I am told: there is no obvious signal and billions of doses have been administered. I answer: where are the robust data in the long term, after 5, 6, 7 injections, by age group and risk factors? »

 
Informed consent and heterogeneity of risk

The central axis of his advocacy is ethical. “The public is smart and savvy. It doesn’t matter how rare an event is, if it has happened, it can be included in the consent”, he said. It calls for “refining the risks according to the situations“ (age, history, pregnancy, post-infection immunity, comorbidities), and to clearly expose the unknowns. “We are no longer in the middle of a devastating pandemic, but five years later. It’s time for answers ».

Asked about a possible increase in cancers and possible links with infections or vaccination, he remains cautious but asks that the signals — in particular cases close to injection sites, lymphomas, skin or ENT tumors reported in the literature — be “identified and studied without preconceptions“.

« In clinical trials, a single unexpected death triggers alerts and enriches informed consent. Why should it be any different here? »

 
Censorship, attacks and a deleterious climate

Since the publication of his work on Spike and P53, ElDeiry says he has faced a wave of attacks: “We go back thirty years to track down ‘irregularities’ in gels or point out typographical errors.
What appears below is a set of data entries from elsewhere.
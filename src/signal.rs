//! Typed client for the signaling server.
//!
//! Thin wrapper over `reqwest` that speaks the same request/response shapes
//! the handlers in [`crate::api`] serve.  Non-2xx responses are decoded from
//! the error envelope into [`SignalError::Api`].

use serde::de::DeserializeOwned;
use serde::Deserialize;
use thiserror::Error;
use tracing::debug;

use crate::api::{
    ActiveCheckResponse, GrantActionRequest, GrantFlagsResponse, HostRegisterRequest,
    IceServersResponse, LeaveRequest, OkResponse, RelayATokenRequest, RelayBTokenRequest,
    RelayTokenResponse, RoomStateResponse, ViewerRegisterRequest, ViewerRegisterResponse,
};
use crate::config::IceServer;
use crate::grants::GrantFlags;
use crate::transport::{Role, TransportMode};

// ─── Errors ─────────────────────────────────────────────────────────────────

#[derive(Debug, Error)]
pub enum SignalError {
    /// The request never produced a usable response.
    #[error("signaling request failed: {0}")]
    Transport(#[from] reqwest::Error),

    /// The server answered with an error envelope.
    #[error("{message}")]
    Api {
        status: u16,
        code: String,
        message: String,
        active_role: Option<String>,
        active_room: Option<String>,
    },
}

impl SignalError {
    pub fn is_presence_conflict(&self) -> bool {
        matches!(self, SignalError::Api { code, .. } if code == "presence_conflict")
    }
}

/// Error envelope as it arrives over the wire.
#[derive(Debug, Default, Deserialize)]
struct WireError {
    #[serde(default)]
    error: String,
    #[serde(default)]
    message: String,
    #[serde(default)]
    active_role: Option<String>,
    #[serde(default)]
    active_room: Option<String>,
}

// ─── Client ─────────────────────────────────────────────────────────────────

#[derive(Clone)]
pub struct SignalClient {
    base_url: String,
    http: reqwest::Client,
}

impl SignalClient {
    pub fn new(base_url: impl Into<String>) -> Self {
        let mut base_url = base_url.into();
        while base_url.ends_with('/') {
            base_url.pop();
        }
        Self {
            base_url,
            http: reqwest::Client::new(),
        }
    }

    fn url(&self, path: &str) -> String {
        format!("{}{}", self.base_url, path)
    }

    /// Send a request and decode either the typed body or the error
    /// envelope.
    async fn execute<T: DeserializeOwned>(
        &self,
        builder: reqwest::RequestBuilder,
    ) -> Result<T, SignalError> {
        let response = builder.send().await?;
        let status = response.status();
        if status.is_success() {
            return Ok(response.json::<T>().await?);
        }

        let wire: WireError = response.json().await.unwrap_or_default();
        Err(SignalError::Api {
            status: status.as_u16(),
            code: wire.error,
            message: wire.message,
            active_role: wire.active_role,
            active_room: wire.active_room,
        })
    }

    // ─── Room lifecycle ─────────────────────────────────────────────────

    pub async fn register_host(
        &self,
        code: &str,
        display_name: &str,
        mode: TransportMode,
    ) -> Result<(), SignalError> {
        let body = HostRegisterRequest {
            display_name: display_name.to_string(),
            mode: mode.as_str().to_string(),
        };
        let url = self.url(&format!("/room/{code}/host"));
        self.execute::<OkResponse>(self.http.post(url).json(&body))
            .await?;
        Ok(())
    }

    /// Returns the host's display name, empty if the host has not arrived.
    pub async fn register_viewer(
        &self,
        code: &str,
        viewer_id: &str,
        display_name: &str,
    ) -> Result<String, SignalError> {
        let body = ViewerRegisterRequest {
            viewer_id: viewer_id.to_string(),
            display_name: display_name.to_string(),
        };
        let url = self.url(&format!("/room/{code}/viewer"));
        let response: ViewerRegisterResponse =
            self.execute(self.http.post(url).json(&body)).await?;
        Ok(response.host_name)
    }

    pub async fn fetch_room(&self, code: &str) -> Result<RoomStateResponse, SignalError> {
        let url = self.url(&format!("/room/{code}"));
        self.execute(self.http.get(url)).await
    }

    pub async fn leave(
        &self,
        code: &str,
        viewer_id: &str,
        display_name: &str,
    ) -> Result<(), SignalError> {
        let body = LeaveRequest {
            viewer_id: viewer_id.to_string(),
            display_name: display_name.to_string(),
        };
        let url = self.url(&format!("/room/{code}/leave"));
        self.execute::<OkResponse>(self.http.post(url).json(&body))
            .await?;
        Ok(())
    }

    pub async fn close(&self, code: &str) -> Result<(), SignalError> {
        let url = self.url(&format!("/room/{code}/close"));
        self.execute::<OkResponse>(self.http.post(url)).await?;
        Ok(())
    }

    pub async fn active_check(
        &self,
        display_name: &str,
    ) -> Result<ActiveCheckResponse, SignalError> {
        let url = self.url(&format!("/room/active-check/{display_name}"));
        self.execute(self.http.get(url)).await
    }

    /// Best-effort departure on page teardown.  Fires in the background and
    /// swallows the outcome; there is nobody left to report it to.
    pub fn notify_unload(&self, role: Role, code: &str, viewer_id: &str, display_name: &str) {
        let client = self.clone();
        let code = code.to_string();
        let viewer_id = viewer_id.to_string();
        let display_name = display_name.to_string();
        tokio::spawn(async move {
            let result = match role {
                Role::Host => client.close(&code).await,
                Role::Viewer => client.leave(&code, &viewer_id, &display_name).await,
            };
            if let Err(e) = result {
                debug!("unload notification failed: {e}");
            }
        });
    }

    // ─── Access grants ──────────────────────────────────────────────────

    pub async fn grant_flags(&self, username: &str) -> Result<GrantFlags, SignalError> {
        let url = self.url(&format!("/room/rtc-permission/{username}"));
        let response: GrantFlagsResponse = self.execute(self.http.get(url)).await?;
        Ok(response.flags)
    }

    pub async fn request_grant(
        &self,
        username: &str,
        backend: TransportMode,
    ) -> Result<(), SignalError> {
        let body = GrantActionRequest {
            username: username.to_string(),
            backend: backend.as_str().to_string(),
        };
        let url = self.url("/room/rtc-request");
        self.execute::<OkResponse>(self.http.post(url).json(&body))
            .await?;
        Ok(())
    }

    pub async fn consume_grant(
        &self,
        username: &str,
        backend: TransportMode,
    ) -> Result<(), SignalError> {
        let body = GrantActionRequest {
            username: username.to_string(),
            backend: backend.as_str().to_string(),
        };
        let url = self.url("/room/rtc-consume");
        self.execute::<OkResponse>(self.http.post(url).json(&body))
            .await?;
        Ok(())
    }

    // ─── Transport credentials ──────────────────────────────────────────

    pub async fn turn_credentials(&self) -> Result<Vec<IceServer>, SignalError> {
        let url = self.url("/turn/credentials");
        let response: IceServersResponse = self.execute(self.http.post(url)).await?;
        Ok(response.ice_servers)
    }

    pub async fn relay_a_token(
        &self,
        room_code: &str,
        role: &str,
    ) -> Result<RelayTokenResponse, SignalError> {
        let body = RelayATokenRequest {
            room_code: room_code.to_string(),
            role: role.to_string(),
        };
        let url = self.url("/token/relay-a");
        self.execute(self.http.post(url).json(&body)).await
    }

    pub async fn relay_b_token(
        &self,
        room_code: &str,
        user_id: &str,
    ) -> Result<RelayTokenResponse, SignalError> {
        let body = RelayBTokenRequest {
            room_code: room_code.to_string(),
            user_id: user_id.to_string(),
        };
        let url = self.url("/token/relay-b");
        self.execute(self.http.post(url).json(&body)).await
    }
}

// ─── Tests ──────────────────────────────────────────────────────────────────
In a year and a half, nothing has been found in terms of fraud or professional misconduct ». He deplores “anonymous campaigns”, “defamation” and “chain fear” among employers, magazines and landlords who trigger investigations. “This hinders creativity and the scientific process,” he insists, calling for clear “guidelines” for journals and agencies, and for government and even interagency reflection to protect academic freedom.

 

A regulatory way to revisit authorisations?

On the public policy front, the professor puts forward a personal proposal: “There is probably a way to get the FDA to revoke or revise authorizations for mRNA COVID vaccines, based on new evidence of unexpected effects or quality issues related to altered manufacturing processes ».

He mentions the need for “a rigorous examination“ of quality and safety data, including on the measurement of potential contaminants, and pleads for “differentiated orientations” according to population groups and vaccination history. 

Individuals have autonomy and must be able to say no on the basis of informed consent ».

RISK

Neither a proselytizer nor an anti-vaxxer, ElDeiry wants to be methodical : “Our goal is not to prevent anyone from being vaccinated. If a patient and their doctor decide that it is in their best interest, they should have access to it. But we have to be honest about what we know and don’t know

And to conclude, in the form of a leitmotif: « Let science work. Truth and trust depend on it ».